The first experience Bill and John had wasn’t as positive as their usual reaction to marijuana. They smoked together after Bill bought the drug in its pure form, a white powder, from a dealer who was out of his usual ware.

“We sprinkled it all onto this blunt and it was way more than we should’ve done and we lost our minds,” John said. “It was at night in the woods and we just sat there for three hours. I thought I was dying, but it turned out alright.”

A friend of Bill and John’s told them later he had an out-of-body experience when smoking the substance and saw himself floating over his own body. In research Bill did online, he read stories of JWH smokers who heard voices and hallucinated images of angels and demons.
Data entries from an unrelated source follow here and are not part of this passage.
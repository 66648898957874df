use axum_helpers::server::{create_production_app, health_router};
use core_config::tracing::{init_tracing, install_color_eyre};
use std::time::Duration;
use tracing::info;

mod api;
mod config;
mod openapi;
mod state;

use config::Config;
use state::AppState;

#[tokio::main]
async fn main() -> eyre::Result<()> {
    // Install color-eyre first for colored error output (before any fallible operations)
    install_color_eyre();

    // Load configuration from environment variables
    let config = Config::from_env()?;

    // Initialize tracing with ErrorLayer for span trace capture
    init_tracing(&config.environment);

    // Connect to PostgreSQL (retry with backoff for transient startup issues)
    let db = database::postgres::connect_from_config_with_retry(config.database.clone(), None)
        .await
        .map_err(|e| eyre::eyre!("PostgreSQL connection failed: {}", e))?;

    // Bring the schema up to date before serving traffic
    database::postgres::run_migrations::<migration::Migrator>(&db, "todo_api")
        .await
        .map_err(|e| eyre::eyre!("Migration failed: {}", e))?;

    let state = AppState { config, db };

    // Build router with API routes (pass reference, not ownership!)
    let api_routes = api::routes(&state);

    // create_router adds docs/middleware to our composed routes
    let router = axum_helpers::create_router::<openapi::ApiDoc>(api_routes).await?;

    // Merge health endpoints into the app
    // - /health: liveness check with app name/version
    // - /ready: readiness check with an actual db health check
    let app = router
        .merge(health_router(state.config.app.clone()))
        .merge(api::ready_router(state.clone()));

    info!("Starting todo API with graceful shutdown (30s timeout)");

    // Production-ready server with graceful shutdown and cleanup.
    // State moves here for cleanup.
    create_production_app(
        app,
        &state.config.server,
        Duration::from_secs(30),
        async move {
            info!("Shutting down: closing database connection");

            match state.db.close().await {
                Ok(_) => info!("PostgreSQL connection closed successfully"),
                Err(e) => tracing::error!("Error closing PostgreSQL: {}", e),
            }
        },
    )
    .await
    .map_err(|e| eyre::eyre!("Server error: {}", e))?;

    info!("Todo API shutdown complete");
    Ok(())
}
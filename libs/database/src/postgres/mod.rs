//! PostgreSQL database connector and utilities
//!
//! Provides connection management, migration running, and PostgreSQL-specific helpers.

mod config;
mod connector;
mod health;

pub use config::PostgresConfig;
pub use connector::{
    connect, connect_from_config, connect_from_config_with_retry, connect_with_options,
    run_migrations,
};
pub use health::check_health;

// Re-export SeaORM types for convenience
pub use sea_orm::{ConnectOptions, DatabaseConnection, DbErr};
pub use sea_orm_migration::MigratorTrait;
Bill and John began buying regularly from a head shop in Bel Air. A gram of Red Dot costs $8, much less expensive than how much they regularly spend on marijuana.

“I just smoke because it’s convenient, you can just buy it at the store,” John said. “With weed you’ve got to actually find a dealer and stuff, you’ve got to meet him on his time. I’m too lazy to do that. You just go to the store and you get [JWH blends], it’s just like going shopping.”
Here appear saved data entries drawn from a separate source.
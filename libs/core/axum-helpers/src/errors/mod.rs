pub mod codes;
pub mod handlers;
pub mod responses;

pub use codes::ErrorCode;

use axum::{
    Json,
    extract::rejection::JsonRejection,
    http::StatusCode,
    response::{IntoResponse, Response},
};
use sea_orm::DbErr;
use serde::Serialize;
use thiserror::Error;
use utoipa::ToSchema;
use uuid::Error as UuidError;
use validator::ValidationErrors;

/// Standard error response structure.
///
/// This structure is returned for all error responses, providing consistent
/// error information to clients including
/// - `code`: Integer error code for logging/monitoring (e.g., 1008)
/// - `error`: Machine-readable error identifier (e.g., "CONFLICT")
/// - `message`: Human-readable error message
/// - `details`: Optional additional error details (e.g., validation errors)
///
/// # JSON Example
///
/// ```json
/// {
///   "code": 1008,
///   "error": "CONFLICT",
///   "message": "Resource already exists",
///   "details": null
/// }
/// ```
#[derive(Serialize, ToSchema)]
pub struct ErrorResponse {
    /// Integer error code for logging and monitoring
    pub code: i32,
    /// Machine-readable error identifier for programmatic handling
    pub error: String,
    /// Human-readable error message
    pub message: String,
    /// Optional structured error details (e.g., validation field errors)
    #[serde(skip_serializing_if = "Option::is_none")]
    pub details: Option<serde_json::Value>,
}

/// Application error type that can be converted to HTTP responses.
///
/// This enum integrates with common error types from dependencies
/// and provides structured error responses with error codes for observability.
#[derive(Debug, Error)]
#[non_exhaustive]
pub enum AppError {
    #[error("JSON parsing error: {0}")]
    SerdeJson(#[from] serde_json::Error),

    #[error("Database error: {0}")]
    Database(#[from] DbErr),

    #[error("I/O error: {0}")]
    Io(#[from] std::io::Error),

    #[error("JSON extraction error: {0}")]
    JsonExtractorRejection(#[from] JsonRejection),

    #[error("Validation error: {0}")]
    ValidationError(#[from] ValidationErrors),

    #[error("UUID error: {0}")]
    UuidError(#[from] UuidError),

    #[error("Bad Request: {0}")]
    BadRequest(String),

    #[error("Not Found: {0}")]
    NotFound(String),

    #[error("Conflict: {0}")]
    Conflict(String),

    #[error("Internal Server Error: {0}")]
    InternalServerError(String),

    #[error("Service Unavailable: {0}")]
    ServiceUnavailable(String),
}

impl IntoResponse for AppError {
    fn into_response(self) -> Response {
        let (status, message, details, code) = match self {
            AppError::SerdeJson(e) => {
                tracing::error!(
                    error_code = ErrorCode::SerdeJsonError.code(),
                    "JSON parsing error: {:?}",
                    e
                );
                (
                    StatusCode::INTERNAL_SERVER_ERROR,
                    ErrorCode::SerdeJsonError.default_message().to_string(),
                    None,
                    ErrorCode::SerdeJsonError,
                )
            }
            AppError::Database(e) => map_db_error(&e),
            AppError::Io(e) => {
                tracing::error!(error_code = ErrorCode::IoError.code(), "I/O error: {:?}", e);
                (
                    StatusCode::INTERNAL_SERVER_ERROR,
                    ErrorCode::IoError.default_message().to_string(),
                    None,
                    ErrorCode::IoError,
                )
            }
            AppError::JsonExtractorRejection(e) => {
                tracing::warn!(
                    error_code = ErrorCode::JsonExtraction.code(),
                    "JSON extraction error: {:?}",
                    e
                );
                (e.status(), e.body_text(), None, ErrorCode::JsonExtraction)
            }
            AppError::ValidationError(e) => {
                tracing::info!(
                    error_code = ErrorCode::ValidationError.code(),
                    "Validation error: {:?}",
                    e
                );
                (
                    StatusCode::BAD_REQUEST,
                    ErrorCode::ValidationError.default_message().to_string(),
                    Some(serde_json::to_value(&e).unwrap_or(serde_json::json!(null))),
                    ErrorCode::ValidationError,
                )
            }
            AppError::UuidError(e) => {
                tracing::warn!(
                    error_code = ErrorCode::InvalidUuid.code(),
                    "UUID error: {:?}",
                    e
                );
                (
                    StatusCode::BAD_REQUEST,
                    ErrorCode::InvalidUuid.default_message().to_string(),
                    None,
                    ErrorCode::InvalidUuid,
                )
            }
            AppError::BadRequest(msg) => {
                tracing::info!("Bad request: {}", msg);
                (StatusCode::BAD_REQUEST, msg, None, ErrorCode::ValidationError)
            }
            AppError::NotFound(msg) => {
                tracing::info!(error_code = ErrorCode::NotFound.code(), "Not found: {}", msg);
                (StatusCode::NOT_FOUND, msg, None, ErrorCode::NotFound)
            }
            AppError::Conflict(msg) => {
                tracing::info!("Conflict: {}", msg);
                (StatusCode::CONFLICT, msg, None, ErrorCode::Conflict)
            }
            AppError::InternalServerError(msg) => {
                tracing::error!(
                    error_code = ErrorCode::InternalError.code(),
                    "Internal server error: {}",
                    msg
                );
                (
                    StatusCode::INTERNAL_SERVER_ERROR,
                    msg,
                    None,
                    ErrorCode::InternalError,
                )
            }
            AppError::ServiceUnavailable(msg) => {
                tracing::warn!("Service unavailable: {}", msg);
                (
                    StatusCode::SERVICE_UNAVAILABLE,
                    msg,
                    None,
                    ErrorCode::ServiceUnavailable,
                )
            }
        };

        let body = Json(ErrorResponse {
            code: code.code(),
            error: code.as_str().to_string(),
            message,
            details,
        });

        (status, body).into_response()
    }
}

/// Maps SeaORM DbErr to appropriate HTTP response components.
///
/// Missing records map to 404, connection problems to 503, everything else
/// to a generic 500 so internals never leak to clients.
fn map_db_error(error: &DbErr) -> (StatusCode, String, Option<serde_json::Value>, ErrorCode) {
    match error {
        DbErr::RecordNotFound(msg) => {
            tracing::info!(
                error_code = ErrorCode::DatabaseNotFound.code(),
                "Database record not found: {}",
                msg
            );
            (
                StatusCode::NOT_FOUND,
                ErrorCode::DatabaseNotFound.default_message().to_string(),
                None,
                ErrorCode::DatabaseNotFound,
            )
        }
        DbErr::Conn(e) => {
            tracing::error!(
                error_code = ErrorCode::ServiceUnavailable.code(),
                "Database connection error: {:?}",
                e
            );
            (
                StatusCode::SERVICE_UNAVAILABLE,
                ErrorCode::ServiceUnavailable.default_message().to_string(),
                None,
                ErrorCode::ServiceUnavailable,
            )
        }
        DbErr::ConnectionAcquire(e) => {
            tracing::error!(
                error_code = ErrorCode::ServiceUnavailable.code(),
                "Database connection acquire error: {:?}",
                e
            );
            (
                StatusCode::SERVICE_UNAVAILABLE,
                ErrorCode::ServiceUnavailable.default_message().to_string(),
                None,
                ErrorCode::ServiceUnavailable,
            )
        }
        _ => {
            tracing::error!(
                error_code = ErrorCode::DatabaseError.code(),
                "Database error: {:?}",
                error
            );
            (
                StatusCode::INTERNAL_SERVER_ERROR,
                ErrorCode::DatabaseError.default_message().to_string(),
                None,
                ErrorCode::DatabaseError,
            )
        }
    }
}

use sea_orm_migration::{prelude::*, schema::*};

#[derive(DeriveMigrationName)]
pub struct Migration;

#[async_trait::async_trait]
impl MigrationTrait for Migration {
    async fn up(&self, manager: &SchemaManager) -> Result<(), DbErr> {
        // Recurring-job metadata. Jobs are keyed by a stable string id so a
        // restarting worker recognizes its own entry instead of duplicating it.
        manager
            .create_table(
                Table::create()
                    .table(SchedulerJobs::Table)
                    .if_not_exists()
                    .col(string(SchedulerJobs::Id).primary_key())
                    .col(big_integer(SchedulerJobs::IntervalSecs))
                    .col(timestamp_with_time_zone_null(SchedulerJobs::LastRunAt))
                    .col(
                        timestamp_with_time_zone(SchedulerJobs::CreatedAt)
                            .default(Expr::current_timestamp()),
                    )
                    .col(
                        timestamp_with_time_zone(SchedulerJobs::UpdatedAt)
                            .default(Expr::current_timestamp()),
                    )
                    .to_owned(),
            )
            .await?;

        Ok(())
    }

    async fn down(&self, manager: &SchemaManager) -> Result<(), DbErr> {
        manager
            .drop_table(Table::drop().table(SchedulerJobs::Table).to_owned())
            .await?;

        Ok(())
    }
}

#[derive(DeriveIden)]
enum SchedulerJobs {
    Table,
    Id,
    IntervalSecs,
    LastRunAt,
    CreatedAt,
    UpdatedAt,
}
While at his regular trips to head shops, Bill has met other users who testify to the product’s benefits.

“I meet people and I talk to them and they’re not on probation, they can smoke weed. They’re smoking weed when they’re there,” Bill said. “They’re getting it because they were saying the same thing: this shit’s a lot cheaper than pot.”

There have been no reports of students with the substance, according to Jerry Dieringer, assistant vice president for student affairs, housing and residence life.

“If it is a smoked item, then it is prohibited under our smoke free policy,” Dieringer said.

While living under his own form of a smoke free policy, Bill said he will continue to use JWH not as a substitute, but a different option.

“If I had the choice I would smoke God’s green herb, I wouldn’t smoke this stuff,” Bill said. “I’d rather be smoking pot, but I can’t.”